Call of duty: One medic’s fight on the frontline
My son’s face fills the screen of my phone. He smiles and laughs… and occasionally turns me upside down. He’s only 16 months old and the way he holds the phone, making the screen wobble or focus on a skirting board instead of his face, makes me smile.
‘Say goodbye to Daddy,’ his mum urges when our time is up and Thomas plants a kiss on the screen. Kissing like this is a new skill, only learnt in the past few weeks.
‘Night night, beautiful,’ I whisper, from my hotel room in London’s Docklands.
When I hang up, I think of Thomas – at home with his mum in Rayleigh, Essex – and my arms ache to hold him, to kiss him goodnight.
I was almost 40 when Thomas was born and he changed everything. I was retired from the army by then, but just looking at him I vowed I would never put my own life at risk again. My duty now was to Thomas, to being there for him.
So, you might wonder why I find myself volunteering to fight in another battle.
I’m one of thousands of volunteers working at the newly constructed NHS Nightingale hospital in the ExCeL building, east London.
It used to be home to concerts, exhibitions. In its latest transformation it is a 4,000-bed hospital for critically ill patients, victims of the Coronavirus.
After 15 years in the Royal Army Medical Corps (RAMC) within the British Army with seven operational deployments and tours under my belt, as an army medic I’d served around the world including Iraq and Afghanistan.

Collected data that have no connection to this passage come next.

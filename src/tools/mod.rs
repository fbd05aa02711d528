/// Wrappers around external bioinformatics programs
pub mod fasttree;
pub mod hmm;
pub mod hmmer;
pub mod muscle;
pub mod runner;
pub mod traits;

pub use fasttree::FastTree;
pub use hmmer::{HmmBuild, HmmHit, HmmScan};
pub use muscle::Muscle;
pub use runner::{execute, find_error, RunResult};
pub use traits::ExternalTool;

I had planned to leave all that behind. Living in Colchester, I usually work as a Health Safety and High Risk Advisor and see Thomas, who lives with his mum at the weekend or in the evenings.

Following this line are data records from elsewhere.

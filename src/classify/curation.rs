/// Manual corrections applied after rule-based classification
use super::ReviewPolicy;
use crate::bio::record::ProteinRecord;
use serde::{Deserialize, Serialize};

#[derive(Debug, Clone, Copy, PartialEq, Eq, Serialize, Deserialize)]
#[serde(rename_all = "lowercase")]
pub enum Matcher {
    /// Case-insensitive substring of the protein name
    Contains,
    /// Exact protein name
    Equals,
}

#[derive(Debug, Clone, PartialEq, Eq, Serialize, Deserialize)]
pub struct CurationRule {
    pub matcher: Matcher,
    pub pattern: String,
    pub enzyme_types: Vec<String>,
}

impl CurationRule {
    pub fn new(matcher: Matcher, pattern: &str, enzyme_types: &[&str]) -> Self {
        Self {
            matcher,
            pattern: pattern.to_string(),
            enzyme_types: enzyme_types.iter().map(|s| s.to_string()).collect(),
        }
    }

    /// Spaces, underscores and hyphens are interchangeable on both sides
    pub fn matches(&self, protein_name: &str) -> bool {
        let name = normalize_separators(protein_name);
        let pattern = normalize_separators(&self.pattern);
        match self.matcher {
            Matcher::Contains => name.to_lowercase().contains(&pattern.to_lowercase()),
            Matcher::Equals => name == pattern,
        }
    }
}

/// Collapse every run of whitespace, '_' and '-' into one space
fn normalize_separators(text: &str) -> String {
    let mut normalized = String::with_capacity(text.len());
    let mut in_separator = false;
    for c in text.trim().chars() {
        if c.is_whitespace() || c == '_' || c == '-' {
            if !in_separator {
                normalized.push(' ');
                in_separator = true;
            }
        } else {
            normalized.push(c);
            in_separator = false;
        }
    }
    normalized
}

pub fn default_curation_rules() -> Vec<CurationRule> {
    vec![
        CurationRule::new(
            Matcher::Contains,
            "farnesyl_diphosphate_cyclizing",
            &["sesquiterpene synthase"],
        ),
        CurationRule::new(
            Matcher::Equals,
            "Aristolochene_synthase_in_complex_with_12,13_Difluorofarnesyl_diphosphate",
            &["sesquiterpene synthase"],
        ),
        CurationRule::new(
            Matcher::Contains,
            "gibberellin_cluster-ggpp-synthase",
            &["GGPP synthase"],
        ),
        CurationRule::new(
            Matcher::Equals,
            "Geranylgeranyl_pyrophosphate_synthetase,_putative_[includes:_dimethylallyltranstransferase_(Ec_2.5.1.1)_geranyltranstransferase_(Ec_2.5.1.10)_farnesyltranstransferas_(Ec_2.5.1.29)]",
            &["GGPP synthase"],
        ),
        CurationRule::new(
            Matcher::Equals,
            "Geranylgeranyl_pyrophosphate_synthase_(Fusicoccadiene_synthase)",
            &["GGPP synthase"],
        ),
    ]
}

/// Replace the labels of `record` with those of the first matching rule.
/// Records the review policy excludes keep their labels.
/// Returns whether a rule applied.
pub fn apply_curation(
    rules: &[CurationRule],
    policy: ReviewPolicy,
    record: &mut ProteinRecord,
) -> bool {
    if !policy.admits(record.reviewed()) {
        return false;
    }
    let Some(rule) = rules.iter().find(|rule| rule.matches(record.protein_name())) else {
        return false;
    };
    tracing::debug!(
        "Curation override for {}: {:?}",
        record.accession(),
        rule.enzyme_types
    );
    record.set_enzyme_types(rule.enzyme_types.iter().cloned());
    true
}

#[cfg(test)]
mod tests {
    use super::*;
    use crate::bio::record::{SourceDatabase, UNKNOWN_LABEL};
    use crate::classify::{Classifier, EnzymeTables};

    #[test]
    fn test_contains_is_case_insensitive() {
        let rule = CurationRule::new(
            Matcher::Contains,
            "gibberellin_cluster-ggpp-synthase",
            &["GGPP synthase"],
        );
        assert!(rule.matches("Gibberellin_cluster-GGPP-synthase"));
        assert!(rule.matches("putative gibberellin cluster GGPP synthase"));
        assert!(!rule.matches("gibberellin GGPP synthase"));
    }

    #[test]
    fn test_equals_ignores_separator_style_only() {
        let rule = CurationRule::new(
            Matcher::Equals,
            "Geranylgeranyl_pyrophosphate_synthase_(Fusicoccadiene_synthase)",
            &["GGPP synthase"],
        );
        assert!(rule.matches("Geranylgeranyl_pyrophosphate_synthase_(Fusicoccadiene_synthase)"));
        assert!(rule.matches("Geranylgeranyl pyrophosphate synthase (Fusicoccadiene synthase)"));
        assert!(rule.matches("Geranylgeranyl  pyrophosphate synthase\t(Fusicoccadiene synthase)"));
        assert!(!rule.matches("geranylgeranyl pyrophosphate synthase (fusicoccadiene synthase)"));
        assert!(!rule.matches("Geranylgeranyl pyrophosphate synthase"));
    }

    #[test]
    fn test_spaced_header_is_curated() {
        let classifier = Classifier::new(&EnzymeTables::default(), ReviewPolicy::MatchAll).unwrap();
        let mut record = ProteinRecord::from_header(
            SourceDatabase::Interpro,
            "A0A1|reviewed|Geranylgeranyl pyrophosphate synthase (Fusicoccadiene synthase)|taxID:5062",
        )
        .unwrap();
        record.classify(&classifier);
        assert!(record.enzyme_types().len() > 1);

        assert!(apply_curation(&default_curation_rules(), ReviewPolicy::MatchAll, &mut record));
        assert_eq!(record.enzyme_types().iter().collect::<Vec<_>>(), vec!["GGPP synthase"]);
    }

    #[test]
    fn test_curation_respects_reviewed_only() {
        let classifier =
            Classifier::new(&EnzymeTables::default(), ReviewPolicy::ReviewedOnly).unwrap();
        let mut record = ProteinRecord::from_header(
            SourceDatabase::Interpro,
            "A0A3|unreviewed|Gibberellin_cluster-GGPP-synthase|taxID:5062",
        )
        .unwrap();
        record.classify(&classifier);
        assert!(!apply_curation(
            &default_curation_rules(),
            classifier.policy(),
            &mut record
        ));
        assert_eq!(record.enzyme_types().iter().collect::<Vec<_>>(), vec![UNKNOWN_LABEL]);

        let mut reviewed = ProteinRecord::from_header(
            SourceDatabase::Interpro,
            "A0A4|reviewed|Gibberellin_cluster-GGPP-synthase|taxID:5062",
        )
        .unwrap();
        reviewed.classify(&classifier);
        assert!(apply_curation(&default_curation_rules(), classifier.policy(), &mut reviewed));
        assert_eq!(reviewed.enzyme_types().iter().collect::<Vec<_>>(), vec!["GGPP synthase"]);
    }

    #[test]
    fn test_apply_curation_replaces_labels() {
        let mut record = ProteinRecord::from_header(
            SourceDatabase::Interpro,
            "A0A1|reviewed|Geranylgeranyl_pyrophosphate_synthase_(Fusicoccadiene_synthase)|taxID:5062",
        )
        .unwrap();
        record.set_enzyme_types(["diterpene synthase", "GGPP synthase"]);

        assert!(apply_curation(&default_curation_rules(), ReviewPolicy::MatchAll, &mut record));
        assert_eq!(record.enzyme_types().iter().collect::<Vec<_>>(), vec!["GGPP synthase"]);
    }

    #[test]
    fn test_apply_curation_no_match() {
        let mut record = ProteinRecord::from_header(
            SourceDatabase::Interpro,
            "A0A1|reviewed|Kaurene_synthase|taxID:5062",
        )
        .unwrap();
        assert!(!apply_curation(&default_curation_rules(), ReviewPolicy::MatchAll, &mut record));
        assert!(!record.is_classified());
    }
}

But when the virus struck, I felt a desire to do something,
I couldn’t just sit back. I responded to the request from the NHS for volunteers.

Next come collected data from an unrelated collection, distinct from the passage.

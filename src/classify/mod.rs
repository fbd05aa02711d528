/// Rule-based enzyme classification from protein names
pub mod curation;
pub mod tables;

pub use curation::{apply_curation, default_curation_rules, CurationRule, Matcher};
pub use tables::EnzymeTables;

use crate::bio::record::UNKNOWN_LABEL;
use crate::{Result, TerpenomeError};
use regex::{Regex, RegexBuilder};
use serde::{Deserialize, Serialize};
use std::collections::BTreeSet;
use std::fmt;

/// Suffixes that may be split by locant text, longest first
const INFIX_SUFFIXES: [&str; 5] = ["triene", "diene", "ene", "en", "ol"];
const INFIX: &str = "(?:-.*-)?";
const SEPARATOR: &str = "[ _-]?";

/// How curation status gates classification
#[derive(Debug, Clone, Copy, Default, PartialEq, Eq, Serialize, Deserialize)]
#[serde(rename_all = "kebab-case")]
pub enum ReviewPolicy {
    /// Classify every record regardless of curation status
    #[default]
    MatchAll,
    /// Only records known to be reviewed are matched; the rest get the sentinel
    ReviewedOnly,
}

impl ReviewPolicy {
    pub fn admits(&self, reviewed: Option<bool>) -> bool {
        match self {
            ReviewPolicy::MatchAll => true,
            ReviewPolicy::ReviewedOnly => reviewed == Some(true),
        }
    }
}

impl fmt::Display for ReviewPolicy {
    fn fmt(&self, f: &mut fmt::Formatter<'_>) -> fmt::Result {
        match self {
            ReviewPolicy::MatchAll => f.write_str("match-all"),
            ReviewPolicy::ReviewedOnly => f.write_str("reviewed-only"),
        }
    }
}

impl std::str::FromStr for ReviewPolicy {
    type Err = String;

    fn from_str(s: &str) -> std::result::Result<Self, Self::Err> {
        match s {
            "match-all" => Ok(ReviewPolicy::MatchAll),
            "reviewed-only" => Ok(ReviewPolicy::ReviewedOnly),
            _ => Err(format!(
                "Unknown review policy '{}' (expected match-all or reviewed-only)",
                s
            )),
        }
    }
}

/// Regex text for one exemplar term.
///
/// Whitespace runs accept a space, underscore, hyphen or nothing. A trailing
/// `triene`/`diene`/`ene`/`en`/`ol` may be preceded by locant text such as
/// `-1(15),8-`, so `dolastadiene` matches `dolasta-1(15),8-diene`.
pub fn exemplar_pattern(term: &str) -> String {
    let term = term.trim();
    let suffix_len = INFIX_SUFFIXES
        .iter()
        .find(|suffix| {
            term.len() > suffix.len()
                && term.is_char_boundary(term.len() - suffix.len())
                && term[term.len() - suffix.len()..].eq_ignore_ascii_case(suffix)
        })
        .map(|suffix| suffix.len());

    match suffix_len {
        Some(len) => {
            let (stem, suffix) = term.split_at(term.len() - len);
            format!(
                "{}{}{}",
                escape_with_separators(stem),
                INFIX,
                regex::escape(suffix)
            )
        }
        None => escape_with_separators(term),
    }
}

fn escape_with_separators(text: &str) -> String {
    let mut pattern = String::with_capacity(text.len() * 2);
    let mut in_whitespace = false;
    let mut buf = [0u8; 4];
    for c in text.chars() {
        if c.is_whitespace() {
            if !in_whitespace {
                pattern.push_str(SEPARATOR);
                in_whitespace = true;
            }
        } else {
            in_whitespace = false;
            pattern.push_str(&regex::escape(c.encode_utf8(&mut buf)));
        }
    }
    pattern
}

/// All exemplars of a family compiled into one case-insensitive alternation
#[derive(Debug)]
struct CompiledFamily {
    label: String,
    pattern: Regex,
}

impl CompiledFamily {
    fn compile(family: &str, exemplars: &[String]) -> Result<Self> {
        let alternation = exemplars
            .iter()
            .map(|term| exemplar_pattern(term))
            .collect::<Vec<_>>()
            .join("|");
        let pattern = RegexBuilder::new(&format!("(?:{})", alternation))
            .case_insensitive(true)
            .build()
            .map_err(|e| {
                TerpenomeError::Config(format!("Invalid exemplars for family '{}': {}", family, e))
            })?;

        Ok(Self {
            label: format!("{} synthase", family),
            pattern,
        })
    }
}

/// Assigns enzyme labels to protein names using immutable family tables
#[derive(Debug)]
pub struct Classifier {
    terpene: Vec<CompiledFamily>,
    prenyltransferase: Vec<CompiledFamily>,
    policy: ReviewPolicy,
}

impl Classifier {
    pub fn new(tables: &EnzymeTables, policy: ReviewPolicy) -> Result<Self> {
        let compile = |table: &indexmap::IndexMap<String, Vec<String>>| {
            table
                .iter()
                .map(|(family, exemplars)| CompiledFamily::compile(family, exemplars))
                .collect::<Result<Vec<_>>>()
        };

        Ok(Self {
            terpene: compile(tables.terpene())?,
            prenyltransferase: compile(tables.prenyltransferase())?,
            policy,
        })
    }

    pub fn policy(&self) -> ReviewPolicy {
        self.policy
    }

    /// Enzyme labels for a protein name. Never empty: unmatched names get `{"unknown"}`.
    pub fn classify(&self, protein_name: &str, reviewed: Option<bool>) -> BTreeSet<String> {
        let mut labels = BTreeSet::new();

        if self.policy.admits(reviewed) {
            for family in &self.terpene {
                if family.pattern.is_match(protein_name) {
                    labels.insert(family.label.clone());
                }
            }
            if let Some(label) = self.prenyltransferase_label(protein_name) {
                labels.insert(label.to_string());
            }
        }

        if labels.is_empty() {
            labels.insert(UNKNOWN_LABEL.to_string());
        }
        labels
    }

    /// First family in table order wins
    fn prenyltransferase_label(&self, protein_name: &str) -> Option<&str> {
        for family in &self.prenyltransferase {
            if family.pattern.is_match(protein_name) {
                return Some(&family.label);
            }
        }
        None
    }
}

The same day I received notice that I was being furloughed, I received an email at 8pm asking me to report at the new Nightingale at 9am the following day.
I reported for duty on 1 April. After that first day I was approached to stay for another three days and was finally given the role of Operating Department Practitioner (ODP), helping to make sure ventilators and other emergency resuscitation equipment are fully functioning to save the lives of
Covid-19 patients when their condition becomes critical.
I am also part of the resuscitation team and respond when someone goes into cardiac arrest.
So – I went home to say my goodbyes. My ex partner, Thomas’s mum, Emma, is a Metropolitan Police Sergeant, so her sister is helping care for Thomas; however she has Multiple Sclerosis (MS) which means she would be at high risk if she contracts Covid-19. I have to stay away to avoid putting her at risk. I held Thomas close, telling him I loved him. ‘Daddy has to go away for a while,’ I explained.